Document Conversion
Digitization & Archiving:
The objective of digitization and archiving is to create content of databases to facilitate access, and dissemination of information resources.

Our content-Conversion department is involved in digitization process for converting the written and printed records into electronic form. The content may be text, image, audio or a combination of these three (multimedia). The output of digitization process is an electronic document which is then hosted on Internet/Intranet. The electronic document could be in “PDF” (Portable Document Format), “TIFF” (Tagged Image File Format), “JPG” (Joint Photographic Experts Group), “SGML” (Standard Generalized Mark-up Language), “HTML” (Hypertext Mark-up Language), and “XML” (Extensible Mark-up Language) etc. These electronic documents are used to store information on the Web, as the file size is relatively small and easily downloadable and transferable. Also, it has a unique print/display format that is the same on many platforms.

The digitization process at PATELiinfo follows a series of steps:
1.Identification of the items for collection.
2.Scanning of the documents.
3.Organizing the scanned files. 4.Electronic Character recognition of the document.

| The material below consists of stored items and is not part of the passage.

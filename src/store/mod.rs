//! Backing-store connection pools.
//!
//! # Data Flow
//! ```text
//! AppConfig snapshot (at startup)
//!     → mysql.rs (sqlx pool + ping)
//!     → redis.rs (deadpool pool + PING)
//!     → StorePools (cloned into AppState, read-only afterwards)
//!
//! Shutdown:
//!     listener drained → StorePools::close (redis, then mysql)
//! ```
//!
//! # Design Decisions
//! - Each open is bounded by a 5 second deadline
//! - A failed open leaves the slot empty; handlers get `AppError::Unavailable`
//! - Whether a failure aborts startup is decided by `server.require_stores`

pub mod mysql;
pub mod redis;

use std::time::Duration;

use thiserror::Error;

use crate::config::AppConfig;

pub use self::mysql::MysqlStore;
pub use self::redis::RedisStore;

/// Deadline for establishing a pool and answering its first ping.
pub const OPEN_TIMEOUT: Duration = Duration::from_secs(5);

/// Error type for store initialization.
#[derive(Debug, Error)]
pub enum StoreError {
    #[error("mysql: {0}")]
    Mysql(#[from] sqlx::Error),

    #[error("redis pool: {0}")]
    RedisPool(#[from] deadpool_redis::CreatePoolError),

    #[error("redis connection: {0}")]
    RedisConnection(#[from] deadpool_redis::PoolError),

    #[error("redis: {0}")]
    Redis(#[from] deadpool_redis::redis::RedisError),

    #[error("{store} did not answer within {}s", timeout.as_secs())]
    Timeout {
        store: &'static str,
        timeout: Duration,
    },
}

/// The pools opened at startup. Either slot may be empty.
#[derive(Clone, Default)]
pub struct StorePools {
    mysql: Option<MysqlStore>,
    redis: Option<RedisStore>,
}

impl StorePools {
    /// Open both pools, MySQL first. Failures are logged and returned.
    pub async fn open(config: &AppConfig) -> (Self, Vec<StoreError>) {
        let mut failures = Vec::new();

        let mysql = match MysqlStore::open(&config.mysql).await {
            Ok(store) => Some(store),
            Err(e) => {
                tracing::error!(store = "mysql", error = %e, "init mysql failed");
                failures.push(e);
                None
            }
        };

        let redis = match RedisStore::open(&config.redis).await {
            Ok(store) => Some(store),
            Err(e) => {
                tracing::error!(store = "redis", error = %e, "init redis failed");
                failures.push(e);
                None
            }
        };

        (Self { mysql, redis }, failures)
    }

    pub fn mysql(&self) -> Option<&MysqlStore> {
        self.mysql.as_ref()
    }

    pub fn redis(&self) -> Option<&RedisStore> {
        self.redis.as_ref()
    }

    /// Close in reverse acquisition order. Empty slots are skipped.
    pub async fn close(&self) {
        if let Some(redis) = &self.redis {
            redis.close();
        }
        if let Some(mysql) = &self.mysql {
            mysql.close().await;
        }
        tracing::debug!("store pools closed");
    }
}

#[cfg(test)]
mod tests {
    use super::*;
    use crate::config::loader::parse_config;
    use crate::config::loader::tests::SAMPLE;

    fn unreachable_config() -> AppConfig {
        let mut config = parse_config(SAMPLE).unwrap();
        // nothing listens on port 1
        config.mysql.port = 1;
        config.redis.port = 1;
        config
    }

    #[tokio::test]
    async fn failed_opens_leave_empty_slots() {
        let (pools, failures) = StorePools::open(&unreachable_config()).await;
        assert_eq!(failures.len(), 2);
        assert!(pools.mysql().is_none());
        assert!(pools.redis().is_none());
    }

    #[tokio::test]
    async fn closing_empty_pools_is_a_no_op() {
        let pools = StorePools::default();
        pools.close().await;
        pools.close().await;
    }
}
//! Draining behaviour of the HTTP server.

use std::time::{Duration, Instant};

use axum::routing::get;
use axum::Router;
use service_harness::http::ServeOutcome;

mod common;
use common::TestServer;

fn slow_routes() -> Router {
    Router::new()
        .route(
            "/slow",
            get(|| async {
                tokio::time::sleep(Duration::from_secs(1)).await;
                "done"
            }),
        )
        .route(
            "/stuck",
            get(|| async {
                tokio::time::sleep(Duration::from_secs(30)).await;
                "never"
            }),
        )
}

#[tokio::test]
async fn in_flight_request_completes_before_stop() {
    let server = TestServer::start(slow_routes(), Duration::from_secs(5)).await;
    let url = server.url("/slow");

    let started = Instant::now();
    let request = tokio::spawn(async move { reqwest::get(url).await?.text().await });
    // let the request reach the handler
    tokio::time::sleep(Duration::from_millis(200)).await;

    let addr = server.addr;
    let outcome = server.stop().await;
    let elapsed = started.elapsed();

    assert_eq!(outcome, ServeOutcome::Drained);
    assert_eq!(request.await.unwrap().unwrap(), "done");
    assert!(elapsed >= Duration::from_secs(1), "stopped after {elapsed:?}");
    assert!(elapsed < Duration::from_secs(3), "stopped after {elapsed:?}");
    assert!(tokio::net::TcpStream::connect(addr).await.is_err());
}

#[tokio::test]
async fn deadline_aborts_stuck_request() {
    let server = TestServer::start(slow_routes(), Duration::from_millis(300)).await;
    let url = server.url("/stuck");

    let request = tokio::spawn(async move { reqwest::get(url).await });
    tokio::time::sleep(Duration::from_millis(200)).await;

    let started = Instant::now();
    let outcome = server.stop().await;

    assert_eq!(outcome, ServeOutcome::DeadlineExceeded { abandoned: 1 });
    assert!(started.elapsed() < Duration::from_secs(3));
    assert!(request.await.unwrap().is_err(), "client sees the forced close");
}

5.XML or HTML Coding as per the DTD (Document Type Definition).
6.Parsing & Validation.
7.Browser view through the style-sheet or XSLT.
8.Quality check.
9.Upload to the client’s database.
The output of the converted documents could be in any of the below formats depending upon the project requirement:
i. XML
ii. HTML, XHTML, SGML
iii. Text Searchable PDF
iv. TEXT
v. DOC/ RTF
vi. XSL/ CSV
vii. VSG
viii. DAT